(Stored data)
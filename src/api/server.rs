//! HTTP API server

use super::response::{ApiError, ApiResponse};
use crate::evaluation::{instruction_or_default, EvaluationService};
use crate::types::{AnalysisId, AnalysisRecord, AnalysisVersion, RepositoryId};
use axum::{
    extract::{rejection::JsonRejection, rejection::PathRejection, Path, State},
    routing::{get, post},
    Json, Router,
};
use serde::{Deserialize, Serialize};
use std::{net::SocketAddr, sync::Arc};
use tower_http::{cors::CorsLayer, trace::TraceLayer};
use tracing::{debug, info};

type ApiResult<T> = std::result::Result<Json<ApiResponse<T>>, ApiError>;

/// API server configuration
#[derive(Debug, Clone)]
pub struct ApiServerConfig {
    /// Server address
    pub addr: SocketAddr,
}

impl Default for ApiServerConfig {
    fn default() -> Self {
        Self {
            addr: ([127, 0, 0, 1], 8080).into(),
        }
    }
}

/// API server state
#[derive(Clone)]
struct AppState {
    evaluator: Arc<EvaluationService>,
    instance_id: String,
}

/// API server
pub struct ApiServer {
    config: ApiServerConfig,
    evaluator: Arc<EvaluationService>,
    instance_id: String,
}

#[derive(Debug, Deserialize)]
struct CompleteRequest {
    #[serde(default)]
    content: String,
    #[serde(default)]
    prompt: String,
}

#[derive(Debug, Serialize, Deserialize)]
pub struct CompleteResponse {
    pub result: String,
}

#[derive(Debug, Deserialize)]
struct EvaluateRequest {
    #[serde(default)]
    content: String,
    #[serde(default)]
    prompt: Option<String>,
}

#[derive(Debug, Deserialize)]
struct RegisterRequest {
    #[serde(default)]
    html_url: String,
}

#[derive(Debug, Serialize, Deserialize)]
pub struct RegisterResponse {
    pub repository_id: RepositoryId,
}

#[derive(Debug, Serialize, Deserialize)]
pub struct CountResponse {
    pub count: u64,
}

/// Analysis record plus its derived total
#[derive(Debug, Clone, Serialize, Deserialize)]
pub struct AnalysisView {
    #[serde(flatten)]
    pub record: AnalysisRecord,
    pub total_score: u32,
}

impl From<AnalysisRecord> for AnalysisView {
    fn from(record: AnalysisRecord) -> Self {
        let total_score = record.total_score();
        Self {
            record,
            total_score,
        }
    }
}

/// Health check response
#[derive(Debug, Serialize, Deserialize)]
pub struct HealthResponse {
    pub status: String,
    pub version: String,
    pub instance_id: String,
    pub gateway: String,
}

impl ApiServer {
    /// Create new API server
    pub fn new(config: ApiServerConfig, evaluator: Arc<EvaluationService>) -> Self {
        let instance_id = uuid::Uuid::new_v4().to_string()[..8].to_string();
        Self {
            config,
            evaluator,
            instance_id,
        }
    }

    /// Get instance ID
    pub fn instance_id(&self) -> &str {
        &self.instance_id
    }

    /// Build router
    pub fn router(&self) -> Router {
        Self::build_router(AppState {
            evaluator: self.evaluator.clone(),
            instance_id: self.instance_id.clone(),
        })
    }

    fn build_router(state: AppState) -> Router {
        Router::new()
            // Raw completion
            .route("/evaluation/complete", post(complete_handler))
            // Repository history
            .route("/evaluation/repositories", post(register_handler))
            .route("/evaluation/repositories/:id", post(evaluate_handler))
            .route("/evaluation/repositories/:id/latest", get(latest_handler))
            .route("/evaluation/repositories/:id/history", get(history_handler))
            .route("/evaluation/repositories/:id/count", get(count_handler))
            .route("/evaluation/analyses/:id", get(analysis_handler))
            // Health check
            .route("/health", get(health_handler))
            // State
            .with_state(state)
            // Middleware
            .layer(CorsLayer::permissive())
            .layer(TraceLayer::new_for_http())
    }

    /// Bind the configured address and serve until the process exits
    pub async fn serve(self) -> anyhow::Result<()> {
        let router = self.router();
        let listener = tokio::net::TcpListener::bind(self.config.addr)
            .await
            .map_err(|e| anyhow::anyhow!("Failed to bind {}: {}", self.config.addr, e))?;

        info!(
            "API server [{}] listening on http://{} (gateway: {})",
            self.instance_id,
            self.config.addr,
            self.evaluator.gateway_name()
        );
        axum::serve(listener, router).await?;
        Ok(())
    }
}

fn repository_id(path: std::result::Result<Path<i64>, PathRejection>) -> Result<RepositoryId, ApiError> {
    let Path(id) = path.map_err(|e| ApiError::invalid_input(e.body_text()))?;
    if id <= 0 {
        return Err(ApiError::invalid_input(format!(
            "repository id must be positive, got {}",
            id
        )));
    }
    Ok(RepositoryId(id))
}

fn json_body<T>(payload: std::result::Result<Json<T>, JsonRejection>) -> Result<T, ApiError> {
    payload
        .map(|Json(body)| body)
        .map_err(|e| ApiError::invalid_input(e.body_text()))
}

async fn complete_handler(
    State(state): State<AppState>,
    payload: std::result::Result<Json<CompleteRequest>, JsonRejection>,
) -> ApiResult<CompleteResponse> {
    let request = json_body(payload)?;
    debug!("Raw completion requested");

    let result = state
        .evaluator
        .complete_raw(&request.content, &request.prompt)
        .await?;
    Ok(Json(ApiResponse::ok(CompleteResponse { result })))
}

async fn register_handler(
    State(state): State<AppState>,
    payload: std::result::Result<Json<RegisterRequest>, JsonRejection>,
) -> ApiResult<RegisterResponse> {
    let request = json_body(payload)?;
    let repository_id = state
        .evaluator
        .register_repository(&request.html_url)
        .await?;
    Ok(Json(ApiResponse::ok(RegisterResponse { repository_id })))
}

async fn evaluate_handler(
    State(state): State<AppState>,
    path: std::result::Result<Path<i64>, PathRejection>,
    payload: std::result::Result<Json<EvaluateRequest>, JsonRejection>,
) -> ApiResult<AnalysisView> {
    let repository_id = repository_id(path)?;
    let request = json_body(payload)?;

    let instruction = instruction_or_default(request.prompt.as_deref());

    let record = state
        .evaluator
        .evaluate_and_persist(repository_id, &request.content, instruction)
        .await?;
    Ok(Json(ApiResponse::ok(record.into())))
}

async fn latest_handler(
    State(state): State<AppState>,
    path: std::result::Result<Path<i64>, PathRejection>,
) -> ApiResult<Option<AnalysisView>> {
    let repository_id = repository_id(path)?;
    let latest = state.evaluator.latest_for(repository_id).await?;
    Ok(Json(ApiResponse::ok(latest.map(AnalysisView::from))))
}

async fn history_handler(
    State(state): State<AppState>,
    path: std::result::Result<Path<i64>, PathRejection>,
) -> ApiResult<Vec<AnalysisVersion>> {
    let repository_id = repository_id(path)?;
    let versions = state.evaluator.history_for(repository_id).await?;
    Ok(Json(ApiResponse::ok(versions)))
}

async fn count_handler(
    State(state): State<AppState>,
    path: std::result::Result<Path<i64>, PathRejection>,
) -> ApiResult<CountResponse> {
    let repository_id = repository_id(path)?;
    let count = state.evaluator.count_for(repository_id).await?;
    Ok(Json(ApiResponse::ok(CountResponse { count })))
}

async fn analysis_handler(
    State(state): State<AppState>,
    path: std::result::Result<Path<i64>, PathRejection>,
) -> ApiResult<AnalysisView> {
    let Path(id) = path.map_err(|e| ApiError::invalid_input(e.body_text()))?;
    let record = state.evaluator.analysis(AnalysisId(id)).await?;
    Ok(Json(ApiResponse::ok(record.into())))
}

/// Health check handler
async fn health_handler(State(state): State<AppState>) -> Json<ApiResponse<HealthResponse>> {
    Json(ApiResponse::ok(HealthResponse {
        status: "ok".to_string(),
        version: env!("CARGO_PKG_VERSION").to_string(),
        instance_id: state.instance_id.clone(),
        gateway: state.evaluator.gateway_name().to_string(),
    }))
}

* [What the task asks] Whenever a line in the entries above includes the word "CompleteResponse", pull that line out.

* [Reply to the task]
pub struct CompleteResponse {
) -> ApiResult<CompleteResponse> {
    Ok(Json(ApiResponse::ok(CompleteResponse { result })))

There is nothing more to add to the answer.